Stone Cold, 1991.
Directed by Craig R. Baxley
Starring Brian Bosworth, William Forsythe, Sam McMurray, Richard Gant and Lance Henriksen.
Joe Huff, a suspended, tough guy cop, is recruited by the FBI to infiltrate the Brotherhood, a white supremacist biker gang planning revenge after one of their crew is sentenced to life in prison, and adopts the alias John Stone to go undercover and stop them…
It’s hard to take Stone Cold at any point seriously, and you have to wonder how anyone at the time tried to either – 1991 comparatively wasn’t that long ago. There are times when you sense Craig R. Baxley’s pulp action thriller understands how silly it is, and times it occasionally gets lost in its own machismo. If you can imagine an ultra-violent, bigger budget episode of Sons of Anarchy, with the melodrama and cheesy hysteria dialled up to eleven, that’s pretty much Baxley’s film in a nutshell. It was a starring feature for Brian Bosworth, a former NFL linebacker and one of the highest paid football players in history, who like plenty of sportsmen before him attempted to translate his toned bulk into a cool, recalcitrant on-screen action man persona – here as Joe Huff aka John Stone, a hard-living cop on suspension corralled by the FBI into going undercover within a white supremacist organisation of organised criminals. All fine, all set up for Bosworth to take names, kick ass etc… and while he does have a certain appealing, nonchalant badass cool, he lacks the same leading man charisma that gave Arnie, Bruce or Sly their careers. Plus, let’s not even talk about that mullet!
The whole thing feels like a throwback to the 80’s and despite being early 90’s is unashamedly indebted to the previous decade; consequently it has a certain underground B-movie charm and uber-violent style to the action which makes it enjoyable in a very cheesy, tongue in cheek way. Bosworth can’t act but it almost doesn’t matter – long as Stone can crack some heads, take no crap from anyone and occasionally show a level of emotive response, he’s a classic stock reluctant almost anti-hero; he strides through the film barely giving a sh*t about anything he does, and you never doubt for one moment he will end up beating white supremacist criminal Chains Cooper (played with gleeful bad guy relish by the great Lance Henriksen). Honestly though, the Nazi leanings are much more background to both the biker culture Baxley enjoys exploring, and the pulp, Death Wish-style nature of the ‘Brotherhood’ and their criminal racket whereby they target government officials. Had the script peeked a little more into the dark corner of racial purity, it might have added an extra level of depth Stone Cold lacks, determined as it is to put hard boiled dialogue and casual, over the top violence as a priority.

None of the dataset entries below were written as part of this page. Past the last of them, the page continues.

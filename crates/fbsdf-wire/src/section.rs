use std::fmt;

use crate::error::WireError;
use crate::header::BsdfHeader;

/// The seven body sections, in the only order they may appear on the wire.
///
/// ```text
/// ┌───────────────────────┬─────────────┬─────────────────────┐
/// │ Section               │ Shape       │ Element             │
/// ├───────────────────────┼─────────────┼─────────────────────┤
/// │ ElevationalSamples    │ N           │ f32                 │
/// │ ParameterSampleCounts │ P           │ u32                 │
/// │ ParameterValues       │ V           │ f32                 │
/// │ Cdf                   │ B × N × N   │ f32                 │
/// │ Series                │ N × N       │ (u32 off, u32 len)  │
/// │ Coefficients          │ C           │ f32                 │
/// │ Metadata              │ M           │ u8                  │
/// └───────────────────────┴─────────────┴─────────────────────┘
/// ```
///
/// Element counts and byte lengths are derived from untrusted header
/// fields, so both are computed in `u64` with overflow checks.
#[derive(Clone, Copy, Debug, PartialEq, Eq, Hash)]
pub enum Section {
    ElevationalSamples,
    ParameterSampleCounts,
    ParameterValues,
    Cdf,
    Series,
    Coefficients,
    Metadata,
}

impl Section {
    /// All sections in wire order.
    pub const ALL: [Section; 7] = [
        Section::ElevationalSamples,
        Section::ParameterSampleCounts,
        Section::ParameterValues,
        Section::Cdf,
        Section::Series,
        Section::Coefficients,
        Section::Metadata,
    ];

    /// Human-readable name, used in error messages and reports.
    #[must_use]
    pub fn name(self) -> &'static str {
        match self {
            Section::ElevationalSamples => "elevational samples",
            Section::ParameterSampleCounts => "parameter sample counts",
            Section::ParameterValues => "parameter values",
            Section::Cdf => "CDF",
            Section::Series => "series extents",
            Section::Coefficients => "coefficients",
            Section::Metadata => "metadata",
        }
    }

    /// Size of one element on the wire, in bytes.
    #[must_use]
    pub fn element_size(self) -> u64 {
        match self {
            Section::Series => 8,
            Section::Metadata => 1,
            _ => 4,
        }
    }

    /// Number of elements the header says this section holds.
    ///
    /// # Errors
    ///
    /// [`WireError::TooLarge`] if the count overflows `u64` (only
    /// possible for the `B × N × N` CDF grid).
    pub fn element_count(self, header: &BsdfHeader) -> Result<u64, WireError> {
        let n = u64::from(header.num_elevational_samples);
        let count = match self {
            Section::ElevationalSamples => Some(n),
            Section::ParameterSampleCounts => Some(u64::from(header.num_parameters)),
            Section::ParameterValues => Some(u64::from(header.num_parameter_values)),
            Section::Cdf => n
                .checked_mul(n)
                .and_then(|nn| nn.checked_mul(u64::from(header.num_basis_functions))),
            Section::Series => n.checked_mul(n),
            Section::Coefficients => Some(u64::from(header.num_coefficients)),
            Section::Metadata => Some(u64::from(header.num_metadata_bytes)),
        };
        count.ok_or(WireError::TooLarge { section: self })
    }

    /// Number of bytes this section occupies on the wire.
    ///
    /// # Errors
    ///
    /// [`WireError::TooLarge`] on overflow.
    pub fn byte_len(self, header: &BsdfHeader) -> Result<u64, WireError> {
        self.element_count(header)?
            .checked_mul(self.element_size())
            .ok_or(WireError::TooLarge { section: self })
    }
}

impl fmt::Display for Section {
    fn fmt(&self, f: &mut fmt::Formatter<'_>) -> fmt::Result {
        f.write_str(self.name())
    }
}

/// Total number of body bytes following the header.
///
/// # Errors
///
/// [`WireError::TooLarge`] naming the first section whose size (or the
/// running total) overflows.
pub fn body_len(header: &BsdfHeader) -> Result<u64, WireError> {
    Section::ALL.iter().try_fold(0u64, |total, &section| {
        total
            .checked_add(section.byte_len(header)?)
            .ok_or(WireError::TooLarge { section })
    })
}

#[cfg(test)]
mod tests {
    use super::*;
    use crate::header::{HeaderFlags, VERSION};

    fn header(n: u32, b: u32) -> BsdfHeader {
        BsdfHeader {
            version: VERSION,
            flags: HeaderFlags::IS_BSDF,
            num_elevational_samples: n,
            num_coefficients: 10,
            length_longest_series: 2,
            num_color_channels: 3,
            num_basis_functions: b,
            num_metadata_bytes: 5,
            num_parameters: 2,
            num_parameter_values: 4,
            index_of_refraction: 1.0,
            roughness_top: 1.0,
            roughness_bottom: 1.0,
        }
    }

    #[test]
    fn byte_lengths_follow_header_counts() {
        let h = header(3, 2);
        assert_eq!(Section::ElevationalSamples.byte_len(&h).unwrap(), 12);
        assert_eq!(Section::ParameterSampleCounts.byte_len(&h).unwrap(), 8);
        assert_eq!(Section::ParameterValues.byte_len(&h).unwrap(), 16);
        assert_eq!(Section::Cdf.byte_len(&h).unwrap(), 2 * 9 * 4);
        assert_eq!(Section::Series.byte_len(&h).unwrap(), 9 * 8);
        assert_eq!(Section::Coefficients.byte_len(&h).unwrap(), 40);
        assert_eq!(Section::Metadata.byte_len(&h).unwrap(), 5);
        assert_eq!(body_len(&h).unwrap(), 12 + 8 + 16 + 72 + 72 + 40 + 5);
    }

    #[test]
    fn cdf_grid_overflow_is_too_large() {
        let h = header(u32::MAX, u32::MAX);
        let err = Section::Cdf.element_count(&h).unwrap_err();
        assert!(matches!(
            err,
            WireError::TooLarge {
                section: Section::Cdf
            }
        ));
        assert!(body_len(&h).is_err());
    }

    #[test]
    fn series_bytes_overflow_even_when_count_fits() {
        let h = header(u32::MAX, 1);
        assert!(Section::Series.element_count(&h).is_ok());
        assert!(matches!(
            Section::Series.byte_len(&h),
            Err(WireError::TooLarge {
                section: Section::Series
            })
        ));

        let h = header(1 << 20, 1);
        assert_eq!(Section::Series.byte_len(&h).unwrap(), 1 << 43);
    }

    #[test]
    fn sections_are_in_wire_order() {
        assert_eq!(Section::ALL.first(), Some(&Section::ElevationalSamples));
        assert_eq!(Section::ALL.last(), Some(&Section::Metadata));
    }
}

In the end that’s fine, as there’s enough moments of Bosworth beating up brawny guys to hard rock tunes to pass the time, while the story ticks away underneath. Huff has absolutely no dimension beyond the first but Baxley doesn’t particularly care – we’re supposed to enjoy his undercover actions, enjoy William Forsythe’s slimy turn as a suspicious gang member (filling that classic role of the consigliere who can see right through the new guy, when his boss can’t), and enjoy the bloody, almost comic-book violence inherent in the plot. Credit where credit’s due because Baxley really lets rip on this for the barnstorming climax whereby he unleashes a barrage of quite nasty violence as the Brotherhood effectively stage a war against the District Attorney – it’s loud, bloody, maniacal and very enjoyable stuff, giving Bosworth the chance to play the hero and Henriksen to go off the chain (pun intended) as the bad guy. Its unusual and pleasing to find the final fifteen minutes are probably the best part of the movie – though the opening, comically played introduction to Huff in a grocery store runs it close, a scene that surely was lampooned wholesale in 1993’s underrated National Lampoon’s Loaded Weapon 1. Bosworth and his antics are perfect fodder for sending up, but fondly rather than cruelly.
Few would recognise Stone Cold as either a great movie or indeed necessarily a great action movie, but without doubt Craig R. Baxley’s bloody slice of action pulp makes for entertaining and at times exciting viewing. The script is hokey, the story predictable, the violence bordering on tasteless, and it has enough cliches to last a lifetime, but when it has fun with itself and doesn’t slip too heavily into trying to be a serious action film, it’s damn good fun. You almost wish Brian Bosworth had taken off as a lunk headed action star, and one suspects he arrived just a few years too late to capitalise on an era when people liked their action loud, silly, fun and utterly without any semblance of character or dramatic depth. If you like your action all of those ways, there’s plenty in Stone Cold‘s hard boiled, hokey early 90’s delivery to keep you happy.